■ What to work on ■
Print the lines that run from the line with "match self.ledger.deposit(&account_id, args[0])" to the line with "fn withdraw(&self, args: &[&str])", keeping both end lines, exactly as they appear in the entries below, and nothing else.

■ Entries supplied ■
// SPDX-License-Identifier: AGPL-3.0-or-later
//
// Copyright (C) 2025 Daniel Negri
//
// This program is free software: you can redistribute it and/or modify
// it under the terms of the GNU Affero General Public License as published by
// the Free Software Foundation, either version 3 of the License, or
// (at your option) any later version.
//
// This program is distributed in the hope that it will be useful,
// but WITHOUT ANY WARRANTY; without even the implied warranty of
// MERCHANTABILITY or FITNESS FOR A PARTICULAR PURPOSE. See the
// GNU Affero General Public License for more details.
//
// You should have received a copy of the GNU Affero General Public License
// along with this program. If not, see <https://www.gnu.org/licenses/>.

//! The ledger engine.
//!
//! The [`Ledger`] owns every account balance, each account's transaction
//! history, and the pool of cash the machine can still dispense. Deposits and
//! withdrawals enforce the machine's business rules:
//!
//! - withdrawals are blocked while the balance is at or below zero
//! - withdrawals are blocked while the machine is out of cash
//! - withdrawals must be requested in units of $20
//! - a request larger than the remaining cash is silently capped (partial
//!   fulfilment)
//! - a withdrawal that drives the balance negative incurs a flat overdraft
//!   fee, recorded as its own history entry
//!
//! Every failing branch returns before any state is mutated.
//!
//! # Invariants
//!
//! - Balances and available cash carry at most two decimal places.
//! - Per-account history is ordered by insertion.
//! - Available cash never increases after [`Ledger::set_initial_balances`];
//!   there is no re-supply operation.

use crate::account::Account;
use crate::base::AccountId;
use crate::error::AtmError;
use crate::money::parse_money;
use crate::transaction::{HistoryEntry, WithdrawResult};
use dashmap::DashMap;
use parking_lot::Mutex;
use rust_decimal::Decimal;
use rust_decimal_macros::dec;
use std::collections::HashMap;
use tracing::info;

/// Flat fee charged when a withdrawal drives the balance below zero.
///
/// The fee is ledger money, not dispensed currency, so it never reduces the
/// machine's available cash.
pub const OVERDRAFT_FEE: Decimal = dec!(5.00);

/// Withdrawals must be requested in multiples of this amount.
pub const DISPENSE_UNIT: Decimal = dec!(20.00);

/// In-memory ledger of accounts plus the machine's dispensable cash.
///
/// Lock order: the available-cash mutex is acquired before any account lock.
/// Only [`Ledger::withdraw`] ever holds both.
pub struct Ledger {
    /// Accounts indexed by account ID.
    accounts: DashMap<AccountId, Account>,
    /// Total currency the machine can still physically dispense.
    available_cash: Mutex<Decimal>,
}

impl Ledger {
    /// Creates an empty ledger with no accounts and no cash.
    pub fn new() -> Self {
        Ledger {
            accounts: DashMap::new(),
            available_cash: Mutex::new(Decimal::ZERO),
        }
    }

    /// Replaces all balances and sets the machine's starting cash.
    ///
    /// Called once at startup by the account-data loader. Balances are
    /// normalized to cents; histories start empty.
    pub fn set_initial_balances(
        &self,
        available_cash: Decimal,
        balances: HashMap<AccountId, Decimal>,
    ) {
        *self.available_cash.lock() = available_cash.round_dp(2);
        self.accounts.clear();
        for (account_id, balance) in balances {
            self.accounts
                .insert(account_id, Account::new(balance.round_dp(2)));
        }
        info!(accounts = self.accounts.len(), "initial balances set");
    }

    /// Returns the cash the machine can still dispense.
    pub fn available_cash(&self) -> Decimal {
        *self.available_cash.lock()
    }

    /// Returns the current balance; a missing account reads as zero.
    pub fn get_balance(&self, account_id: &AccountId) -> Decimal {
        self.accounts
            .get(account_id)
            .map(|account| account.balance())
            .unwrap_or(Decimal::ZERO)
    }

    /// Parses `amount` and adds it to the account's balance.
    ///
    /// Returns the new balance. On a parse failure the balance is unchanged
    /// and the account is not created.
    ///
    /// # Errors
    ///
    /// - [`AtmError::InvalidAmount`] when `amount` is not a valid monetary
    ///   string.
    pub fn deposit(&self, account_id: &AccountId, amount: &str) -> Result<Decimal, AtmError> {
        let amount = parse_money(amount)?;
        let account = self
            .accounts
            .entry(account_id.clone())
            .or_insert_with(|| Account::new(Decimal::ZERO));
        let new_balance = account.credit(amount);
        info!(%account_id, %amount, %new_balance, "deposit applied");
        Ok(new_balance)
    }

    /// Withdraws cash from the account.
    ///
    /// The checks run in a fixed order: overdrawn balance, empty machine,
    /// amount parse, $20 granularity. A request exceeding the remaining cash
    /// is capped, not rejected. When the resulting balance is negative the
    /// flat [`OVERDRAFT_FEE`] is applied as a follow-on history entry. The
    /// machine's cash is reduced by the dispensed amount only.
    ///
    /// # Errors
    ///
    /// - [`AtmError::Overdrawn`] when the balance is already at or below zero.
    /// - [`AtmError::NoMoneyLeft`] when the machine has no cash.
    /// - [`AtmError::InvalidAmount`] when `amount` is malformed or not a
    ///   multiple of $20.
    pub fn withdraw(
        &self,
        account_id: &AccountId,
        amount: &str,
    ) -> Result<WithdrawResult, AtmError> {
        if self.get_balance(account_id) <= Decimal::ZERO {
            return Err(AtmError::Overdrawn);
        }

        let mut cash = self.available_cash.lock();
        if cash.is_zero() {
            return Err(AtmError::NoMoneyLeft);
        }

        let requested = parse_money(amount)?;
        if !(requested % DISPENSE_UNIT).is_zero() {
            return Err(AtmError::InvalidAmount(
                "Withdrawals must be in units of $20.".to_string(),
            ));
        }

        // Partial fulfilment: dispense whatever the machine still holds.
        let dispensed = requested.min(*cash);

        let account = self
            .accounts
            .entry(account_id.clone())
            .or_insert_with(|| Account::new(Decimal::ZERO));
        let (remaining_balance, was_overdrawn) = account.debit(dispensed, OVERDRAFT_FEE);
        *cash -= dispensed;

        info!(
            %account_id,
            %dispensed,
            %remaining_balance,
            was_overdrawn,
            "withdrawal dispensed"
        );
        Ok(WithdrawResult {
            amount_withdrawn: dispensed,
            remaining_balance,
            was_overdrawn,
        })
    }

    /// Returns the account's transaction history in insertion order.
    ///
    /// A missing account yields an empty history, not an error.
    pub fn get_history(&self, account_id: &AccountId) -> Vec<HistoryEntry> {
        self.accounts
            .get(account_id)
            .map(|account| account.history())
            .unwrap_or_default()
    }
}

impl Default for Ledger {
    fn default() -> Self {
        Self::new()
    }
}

--

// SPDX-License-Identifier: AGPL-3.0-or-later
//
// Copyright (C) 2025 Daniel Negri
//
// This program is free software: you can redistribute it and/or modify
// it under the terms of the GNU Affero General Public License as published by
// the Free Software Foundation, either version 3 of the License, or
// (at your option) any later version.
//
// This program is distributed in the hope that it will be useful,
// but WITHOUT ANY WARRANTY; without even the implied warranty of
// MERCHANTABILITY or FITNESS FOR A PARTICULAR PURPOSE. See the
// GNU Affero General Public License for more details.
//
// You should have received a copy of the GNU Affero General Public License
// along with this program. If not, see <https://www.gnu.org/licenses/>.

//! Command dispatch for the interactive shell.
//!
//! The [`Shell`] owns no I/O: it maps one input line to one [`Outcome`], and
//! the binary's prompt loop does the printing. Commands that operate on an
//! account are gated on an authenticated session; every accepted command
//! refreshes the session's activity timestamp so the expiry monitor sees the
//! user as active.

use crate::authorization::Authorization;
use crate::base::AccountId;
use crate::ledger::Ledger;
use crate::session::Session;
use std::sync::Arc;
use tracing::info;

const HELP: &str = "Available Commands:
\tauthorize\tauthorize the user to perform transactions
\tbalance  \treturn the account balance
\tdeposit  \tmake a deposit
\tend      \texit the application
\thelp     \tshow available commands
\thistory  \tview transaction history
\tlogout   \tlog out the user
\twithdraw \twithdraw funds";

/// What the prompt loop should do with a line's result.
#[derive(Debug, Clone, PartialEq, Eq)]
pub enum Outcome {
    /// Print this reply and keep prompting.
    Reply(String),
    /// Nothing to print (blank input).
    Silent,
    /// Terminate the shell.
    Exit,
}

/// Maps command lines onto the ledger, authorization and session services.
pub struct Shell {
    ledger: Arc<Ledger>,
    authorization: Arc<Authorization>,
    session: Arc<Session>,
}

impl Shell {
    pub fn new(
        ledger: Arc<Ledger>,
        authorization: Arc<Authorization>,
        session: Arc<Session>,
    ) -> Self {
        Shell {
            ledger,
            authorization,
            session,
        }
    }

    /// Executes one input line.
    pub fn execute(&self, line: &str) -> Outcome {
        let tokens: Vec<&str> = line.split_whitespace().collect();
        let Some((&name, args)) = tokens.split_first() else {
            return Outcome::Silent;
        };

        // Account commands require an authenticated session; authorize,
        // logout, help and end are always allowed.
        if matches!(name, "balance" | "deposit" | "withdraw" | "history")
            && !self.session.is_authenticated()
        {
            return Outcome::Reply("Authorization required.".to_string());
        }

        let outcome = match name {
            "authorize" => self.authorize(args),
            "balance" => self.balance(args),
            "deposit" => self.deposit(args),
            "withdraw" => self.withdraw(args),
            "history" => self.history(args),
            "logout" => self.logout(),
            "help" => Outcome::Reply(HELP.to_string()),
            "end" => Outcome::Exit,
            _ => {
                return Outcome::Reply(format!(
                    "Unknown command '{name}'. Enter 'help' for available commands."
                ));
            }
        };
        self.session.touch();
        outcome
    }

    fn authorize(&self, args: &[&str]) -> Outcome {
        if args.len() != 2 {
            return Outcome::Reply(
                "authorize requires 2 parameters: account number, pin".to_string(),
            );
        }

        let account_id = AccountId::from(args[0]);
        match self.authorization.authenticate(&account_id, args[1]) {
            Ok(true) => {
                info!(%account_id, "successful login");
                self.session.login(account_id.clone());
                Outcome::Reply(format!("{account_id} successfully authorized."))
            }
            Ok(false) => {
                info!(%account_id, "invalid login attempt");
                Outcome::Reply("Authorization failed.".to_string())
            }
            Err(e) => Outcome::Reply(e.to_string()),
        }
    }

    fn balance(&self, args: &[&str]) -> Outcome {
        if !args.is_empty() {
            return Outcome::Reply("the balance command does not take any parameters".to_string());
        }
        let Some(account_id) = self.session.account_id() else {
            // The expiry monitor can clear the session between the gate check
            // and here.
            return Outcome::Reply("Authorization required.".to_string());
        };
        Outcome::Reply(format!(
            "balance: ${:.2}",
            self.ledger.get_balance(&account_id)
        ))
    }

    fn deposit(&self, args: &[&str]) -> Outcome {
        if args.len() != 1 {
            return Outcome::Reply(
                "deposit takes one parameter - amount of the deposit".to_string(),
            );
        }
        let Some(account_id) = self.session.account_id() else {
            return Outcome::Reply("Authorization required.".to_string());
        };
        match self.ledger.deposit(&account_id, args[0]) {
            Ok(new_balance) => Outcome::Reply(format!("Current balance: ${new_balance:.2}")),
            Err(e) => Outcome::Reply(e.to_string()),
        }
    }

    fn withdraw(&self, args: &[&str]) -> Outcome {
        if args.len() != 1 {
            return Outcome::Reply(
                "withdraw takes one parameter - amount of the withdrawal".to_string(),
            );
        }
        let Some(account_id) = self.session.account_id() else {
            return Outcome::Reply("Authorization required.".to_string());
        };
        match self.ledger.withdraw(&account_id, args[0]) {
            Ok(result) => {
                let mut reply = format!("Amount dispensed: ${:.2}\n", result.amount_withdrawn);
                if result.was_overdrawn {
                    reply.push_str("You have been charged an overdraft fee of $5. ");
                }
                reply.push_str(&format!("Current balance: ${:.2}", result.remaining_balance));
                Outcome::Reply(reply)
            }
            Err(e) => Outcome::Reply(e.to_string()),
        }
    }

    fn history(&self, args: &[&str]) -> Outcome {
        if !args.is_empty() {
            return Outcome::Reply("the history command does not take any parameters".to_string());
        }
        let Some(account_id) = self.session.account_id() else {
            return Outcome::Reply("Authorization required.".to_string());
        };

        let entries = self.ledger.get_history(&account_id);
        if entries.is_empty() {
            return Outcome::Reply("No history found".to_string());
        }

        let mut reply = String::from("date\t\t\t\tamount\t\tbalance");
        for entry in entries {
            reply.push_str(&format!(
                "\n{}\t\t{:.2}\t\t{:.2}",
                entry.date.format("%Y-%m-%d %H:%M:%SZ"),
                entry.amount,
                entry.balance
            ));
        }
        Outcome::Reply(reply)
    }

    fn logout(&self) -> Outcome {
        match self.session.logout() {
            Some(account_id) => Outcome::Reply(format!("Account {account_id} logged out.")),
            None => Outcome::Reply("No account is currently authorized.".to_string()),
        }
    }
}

■ Response to the task ■
        match self.ledger.deposit(&account_id, args[0]) {
            Ok(new_balance) => Outcome::Reply(format!("Current balance: ${new_balance:.2}")),
            Err(e) => Outcome::Reply(e.to_string()),
        }
    }

    fn withdraw(&self, args: &[&str]) -> Outcome {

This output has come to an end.